Maria Yudina was one of these pure souls. If her name isn’t so familiar to us as theirs, it’s only an accident of history, because in her fervent idealism and sheer native talent, she was on their level. In some ways she outdoes them in otherworldliness, her utter refusal to compromise – which in the end was her undoing.

In the 1920s and 1930s, she gained a huge reputation for her towering performances of Bach, Mozart, Brahms and, above all, contemporary music. In the following decades, right up to the late 1960s, she gave concerts that are spoken of with awe by those who witnessed them, and made many wonderful recordings. But she was worn down by ill health and endless persecution by the Soviet authorities, who could not tolerate her stubborn attachment to her Orthodox faith, or her passion for contemporary music, which for them was tainted by “bourgeois formalism”. By the time she died in 1970, she had become a marginal figure.

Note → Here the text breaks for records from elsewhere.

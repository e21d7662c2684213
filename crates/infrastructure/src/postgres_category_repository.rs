//! PostgreSQL-backed category repository.

use async_trait::async_trait;
use sqlx::{FromRow, PgPool};

use asset_manager_application::{CategoryRecord, CategoryRepository};
use asset_manager_core::{AppError, AppResult};
use asset_manager_domain::CategoryId;

/// PostgreSQL implementation of the category persistence port.
#[derive(Clone)]
pub struct PostgresCategoryRepository {
    pool: PgPool,
}

impl PostgresCategoryRepository {
    /// Creates a repository with the provided connection pool.
    #[must_use]
    pub fn new(pool: PgPool) -> Self {
        Self { pool }
    }
}

#[derive(Debug, FromRow)]
struct CategoryRow {
    id: i64,
    name: String,
}

impl From<CategoryRow> for CategoryRecord {
    fn from(row: CategoryRow) -> Self {
        Self {
            id: CategoryId::from_i64(row.id),
            name: row.name,
        }
    }
}

#[async_trait]
impl CategoryRepository for PostgresCategoryRepository {
    async fn create(&self, name: &str) -> AppResult<CategoryId> {
        let id = sqlx::query_scalar::<_, i64>(
            r#"
            INSERT INTO categories (name)
            VALUES ($1)
            RETURNING id
            "#,
        )
        .bind(name)
        .fetch_one(&self.pool)
        .await
        .map_err(|error| name_conflict_or_internal(error, name, "create category"))?;

        Ok(CategoryId::from_i64(id))
    }

    async fn list_all(&self) -> AppResult<Vec<CategoryRecord>> {
        let rows = sqlx::query_as::<_, CategoryRow>(
            r#"
            SELECT id, name
            FROM categories
            ORDER BY name
            "#,
        )
        .fetch_all(&self.pool)
        .await
        .map_err(|error| AppError::Internal(format!("failed to list categories: {error}")))?;

        Ok(rows.into_iter().map(CategoryRecord::from).collect())
    }

    async fn rename(&self, id: CategoryId, name: &str) -> AppResult<()> {
        let updated = sqlx::query(
            r#"
            UPDATE categories
            SET name = $2
            WHERE id = $1
            "#,
        )
        .bind(id.as_i64())
        .bind(name)
        .execute(&self.pool)
        .await
        .map_err(|error| name_conflict_or_internal(error, name, "rename category"))?;

        if updated.rows_affected() == 0 {
            return Err(AppError::NotFound(format!("category {id} does not exist")));
        }

        Ok(())
    }

    async fn delete(&self, id: CategoryId) -> AppResult<()> {
        let deleted = sqlx::query(
            r#"
            DELETE FROM categories
            WHERE id = $1
            "#,
        )
        .bind(id.as_i64())
        .execute(&self.pool)
        .await
        .map_err(|error| in_use_conflict_or_internal(error, "delete category"))?;

        if deleted.rows_affected() == 0 {
            return Err(AppError::NotFound(format!("category {id} does not exist")));
        }

        Ok(())
    }
}

fn name_conflict_or_internal(error: sqlx::Error, name: &str, operation: &str) -> AppError {
    if let sqlx::Error::Database(ref database_error) = error
        && database_error.code().as_deref() == Some("23505")
    {
        return AppError::Conflict(format!("category '{name}' already exists"));
    }

    AppError::Internal(format!("failed to {operation}: {error}"))
}

fn in_use_conflict_or_internal(error: sqlx::Error, operation: &str) -> AppError {
    if let sqlx::Error::Database(ref database_error) = error
        && database_error.code().as_deref() == Some("23503")
    {
        return AppError::Conflict("category is still referenced by assets".to_owned());
    }

    AppError::Internal(format!("failed to {operation}: {error}"))
}
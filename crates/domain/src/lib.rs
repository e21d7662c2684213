//! Domain entities and invariants.

#![forbid(unsafe_code)]

mod asset;
mod ids;
mod user;

pub use asset::{NewAsset, NewAssetInput};
pub use ids::{AssetId, CategoryId, StatusId, UserId};
pub use user::UserRole;
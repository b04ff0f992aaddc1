//! Wire types for the Nyno line protocol.
//!
//! Every client message is a single type-tag byte, a compact JSON object and
//! a trailing newline:
//!
//! ```text
//! c{"apiKey":"changeme"}\n
//! q{"path":"/sync/users","userId":42}\n
//! ```
//!
//! The server answers each message with one JSON object per line.

use serde::Serialize;
use serde_json::{Map, Value};
use thiserror::Error;

/// One-byte prefix identifying the kind of an outbound message.
#[derive(Debug, Clone, Copy, PartialEq, Eq)]
pub enum MessageTag {
    /// Authentication handshake carrying the credential mapping (`c`).
    Credentials,
    /// Workflow query carrying a request envelope (`q`).
    Query,
}

impl MessageTag {
    pub fn as_byte(self) -> u8 {
        match self {
            MessageTag::Credentials => b'c',
            MessageTag::Query => b'q',
        }
    }

    pub fn from_byte(byte: u8) -> Option<Self> {
        match byte {
            b'c' => Some(MessageTag::Credentials),
            b'q' => Some(MessageTag::Query),
            _ => None,
        }
    }
}

/// Encode a message as `tag + JSON + '\n'`.
pub fn encode_frame<T: Serialize + ?Sized>(
    tag: MessageTag,
    body: &T,
) -> Result<Vec<u8>, serde_json::Error> {
    let json = serde_json::to_vec(body)?;
    let mut frame = Vec::with_capacity(json.len() + 2);
    frame.push(tag.as_byte());
    frame.extend_from_slice(&json);
    frame.push(b'\n');
    Ok(frame)
}

/// Body of a `q` message: `{"path": ..., ...extra}`.
#[derive(Debug, Clone, PartialEq, Serialize)]
#[serde(transparent)]
pub struct QueryEnvelope(Map<String, Value>);

impl QueryEnvelope {
    /// Build an envelope for `path`, merging `data` on top.
    ///
    /// Extra fields are applied after `path`, so a `path` key inside `data`
    /// wins over the argument.
    pub fn new(path: &str, data: Option<&Map<String, Value>>) -> Self {
        let mut fields = Map::new();
        fields.insert("path".to_string(), Value::String(path.to_string()));
        if let Some(data) = data {
            for (key, value) in data {
                fields.insert(key.clone(), value.clone());
            }
        }
        Self(fields)
    }

    pub fn path(&self) -> Option<&str> {
        self.0.get("path").and_then(Value::as_str)
    }

    pub fn into_inner(self) -> Map<String, Value> {
        self.0
    }
}

/// A decoded client message, as seen from the server side of the socket.
#[derive(Debug, Clone, PartialEq)]
pub struct Frame {
    pub tag: MessageTag,
    pub body: Value,
}

/// Why an inbound line could not be read as a [`Frame`].
#[derive(Debug, Error)]
pub enum FrameError {
    #[error("empty frame")]
    Empty,

    #[error("unknown message tag {0:?}")]
    UnknownTag(char),

    #[error("invalid frame body: {0}")]
    Body(#[from] serde_json::Error),
}

impl Frame {
    /// Parse a single line (with or without its trailing newline).
    pub fn parse(line: &str) -> Result<Self, FrameError> {
        let line = line.trim_end_matches(['\r', '\n']);
        let first = line.bytes().next().ok_or(FrameError::Empty)?;
        let tag = MessageTag::from_byte(first)
            .ok_or_else(|| FrameError::UnknownTag(line.chars().next().unwrap_or('\0')))?;
        let body = serde_json::from_str(&line[1..])?;
        Ok(Self { tag, body })
    }
}

/// Loose truthiness used for the `status` flag of auth responses.
pub fn is_truthy(value: &Value) -> bool {
    match value {
        Value::Null => false,
        Value::Bool(b) => *b,
        Value::Number(n) => n.as_f64().is_some_and(|f| f != 0.0),
        Value::String(s) => !s.is_empty(),
        Value::Array(items) => !items.is_empty(),
        Value::Object(fields) => !fields.is_empty(),
    }
}

/// Whether an auth response carries a truthy `status`.
pub fn auth_accepted(response: &Value) -> bool {
    response.get("status").is_some_and(is_truthy)
}

#[cfg(test)]
mod tests {
    use super::*;
    use serde_json::json;

    #[test]
    fn test_encode_credentials_frame() {
        let frame = encode_frame(MessageTag::Credentials, &json!({"apiKey": "changeme"})).unwrap();
        assert_eq!(frame, b"c{\"apiKey\":\"changeme\"}\n".to_vec());
    }

    #[test]
    fn test_query_envelope_merges_data() {
        let data = json!({"userId": 42, "action": "sync"});
        let envelope = QueryEnvelope::new("/sync/users", data.as_object());
        assert_eq!(
            serde_json::to_value(&envelope).unwrap(),
            json!({"path": "/sync/users", "userId": 42, "action": "sync"})
        );
    }

    #[test]
    fn test_query_envelope_data_overrides_path() {
        let data = json!({"path": "/other"});
        let envelope = QueryEnvelope::new("/sync/users", data.as_object());
        assert_eq!(envelope.path(), Some("/other"));
    }

    #[test]
    fn test_query_envelope_without_data() {
        let envelope = QueryEnvelope::new("/health", None);
        assert_eq!(envelope.into_inner().len(), 1);
    }

    #[test]
    fn test_frame_parse() {
        let frame = Frame::parse("q{\"path\":\"/a\"}\n").unwrap();
        assert_eq!(frame.tag, MessageTag::Query);
        assert_eq!(frame.body, json!({"path": "/a"}));
    }

    #[test]
    fn test_frame_parse_rejects_unknown_tag() {
        assert!(matches!(Frame::parse("x{}"), Err(FrameError::UnknownTag('x'))));
        assert!(matches!(Frame::parse(""), Err(FrameError::Empty)));
        assert!(matches!(Frame::parse("c{oops"), Err(FrameError::Body(_))));
    }

    #[test]
    fn test_truthiness() {
        assert!(!is_truthy(&json!(null)));
        assert!(!is_truthy(&json!(false)));
        assert!(!is_truthy(&json!(0)));
        assert!(!is_truthy(&json!("")));
        assert!(!is_truthy(&json!({})));
        assert!(is_truthy(&json!(true)));
        assert!(is_truthy(&json!(1)));
        assert!(is_truthy(&json!({"system": "systemA"})));
    }

    #[test]
    fn test_auth_accepted() {
        assert!(auth_accepted(&json!({"status": true})));
        assert!(!auth_accepted(&json!({"status": false})));
        assert!(!auth_accepted(&json!({"error": "bad key"})));
        assert!(!auth_accepted(&json!([1, 2])));
    }
}
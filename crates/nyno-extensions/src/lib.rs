//! Extension commands that workflow nodes can call by name.
//!
//! Each command receives the node's argument list and the shared workflow
//! context, may record values in that context, and returns its output text.

pub mod hello;

use std::collections::BTreeMap;

use serde_json::{Map, Value};

pub use hello::Hello;

/// Mutable key/value state shared between workflow nodes.
pub type Context = Map<String, Value>;

/// A named command handler.
pub trait Extension: Send + Sync {
    fn name(&self) -> &str;

    fn run(&self, args: &[String], context: &mut Context) -> String;
}

/// Extensions available for dispatch, keyed by command name.
#[derive(Default)]
pub struct ExtensionRegistry {
    commands: BTreeMap<String, Box<dyn Extension>>,
}

impl ExtensionRegistry {
    /// An empty registry.
    pub fn new() -> Self {
        Self::default()
    }

    /// A registry holding the built-in commands.
    pub fn with_builtin() -> Self {
        let mut registry = Self::new();
        registry.register(Box::new(Hello));
        registry
    }

    /// Add a command, replacing any previous one with the same name.
    pub fn register(&mut self, extension: Box<dyn Extension>) {
        self.commands.insert(extension.name().to_string(), extension);
    }

    pub fn get(&self, name: &str) -> Option<&dyn Extension> {
        self.commands.get(name).map(|ext| &**ext)
    }

    /// Registered command names in sorted order.
    pub fn names(&self) -> Vec<&str> {
        self.commands.keys().map(String::as_str).collect()
    }

    /// Run `name` if it is registered.
    pub fn run(&self, name: &str, args: &[String], context: &mut Context) -> Option<String> {
        self.get(name).map(|ext| ext.run(args, context))
    }
}
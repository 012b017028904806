//! Configuration types for crypto-ticker

use serde::Deserialize;
use std::path::PathBuf;

/// Root configuration structure
#[derive(Debug, Clone, Deserialize)]
pub struct Config {
    #[serde(default)]
    pub feed: FeedConfig,
    #[serde(default)]
    pub store: StoreConfig,
    #[serde(default)]
    pub telemetry: TelemetryConfig,
}

/// Price feed configuration
#[derive(Debug, Clone, Deserialize)]
pub struct FeedConfig {
    /// Base URL of the price source
    #[serde(default = "default_feed_base_url")]
    pub base_url: String,

    /// HTTP request timeout in seconds
    #[serde(default = "default_feed_timeout_secs")]
    pub timeout_secs: u64,
}

/// Time-series store configuration
#[derive(Debug, Clone, Deserialize)]
pub struct StoreConfig {
    /// Directory holding the observation log
    #[serde(default = "default_data_dir")]
    pub data_dir: PathBuf,
}

/// Telemetry configuration
#[derive(Debug, Clone, Deserialize)]
pub struct TelemetryConfig {
    #[serde(default = "default_log_level")]
    pub log_level: String,
}

fn default_feed_base_url() -> String {
    crate::feed::COINGECKO_API_URL.to_string()
}
fn default_feed_timeout_secs() -> u64 {
    10
}
fn default_data_dir() -> PathBuf {
    PathBuf::from("./data")
}
fn default_log_level() -> String {
    "info".to_string()
}

impl Default for FeedConfig {
    fn default() -> Self {
        Self {
            base_url: default_feed_base_url(),
            timeout_secs: default_feed_timeout_secs(),
        }
    }
}

impl Default for StoreConfig {
    fn default() -> Self {
        Self {
            data_dir: default_data_dir(),
        }
    }
}

impl Default for TelemetryConfig {
    fn default() -> Self {
        Self {
            log_level: default_log_level(),
        }
    }
}

impl Config {
    /// Load configuration from a TOML file
    pub fn load(path: impl AsRef<std::path::Path>) -> anyhow::Result<Self> {
        let content = std::fs::read_to_string(path)?;
        let config: Config = toml::from_str(&content)?;
        Ok(config)
    }
}

#[cfg(test)]
mod tests {
    use super::*;

    #[test]
    fn test_config_deserialize() {
        let toml = r#"
            [feed]
            base_url = "https://api.coingecko.com"
            timeout_secs = 5

            [store]
            data_dir = "./data"

            [telemetry]
            log_level = "debug"
        "#;

        let config: Config = toml::from_str(toml).unwrap();
        assert_eq!(config.feed.base_url, "https://api.coingecko.com");
        assert_eq!(config.feed.timeout_secs, 5);
        assert_eq!(config.store.data_dir, PathBuf::from("./data"));
        assert_eq!(config.telemetry.log_level, "debug");
    }

    #[test]
    fn test_config_defaults() {
        let config: Config = toml::from_str("").unwrap();
        assert_eq!(config.feed.base_url, crate::feed::COINGECKO_API_URL);
        assert_eq!(config.feed.timeout_secs, 10);
        assert_eq!(config.telemetry.log_level, "info");
    }

    #[test]
    fn test_config_load_nonexistent() {
        let result = Config::load("/nonexistent/path/config.toml");
        assert!(result.is_err());
    }
}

Elizabeth Wilson is well placed to tell her story. A cellist and biographer of several musicians, including Dmitri Shostakovich (an important figure in her new book), Wilson was a student of the great Mstislav Ros­tro­povich at the Moscow Conservatoire during the late 1960s. She never met Yudina herself, who at that time was undergoing one of her periods of official ostracism and was rarely seen in public. But she met and spoke to many of the key figures around her, and has been tireless in tracking down many others since her time in the Soviet Union.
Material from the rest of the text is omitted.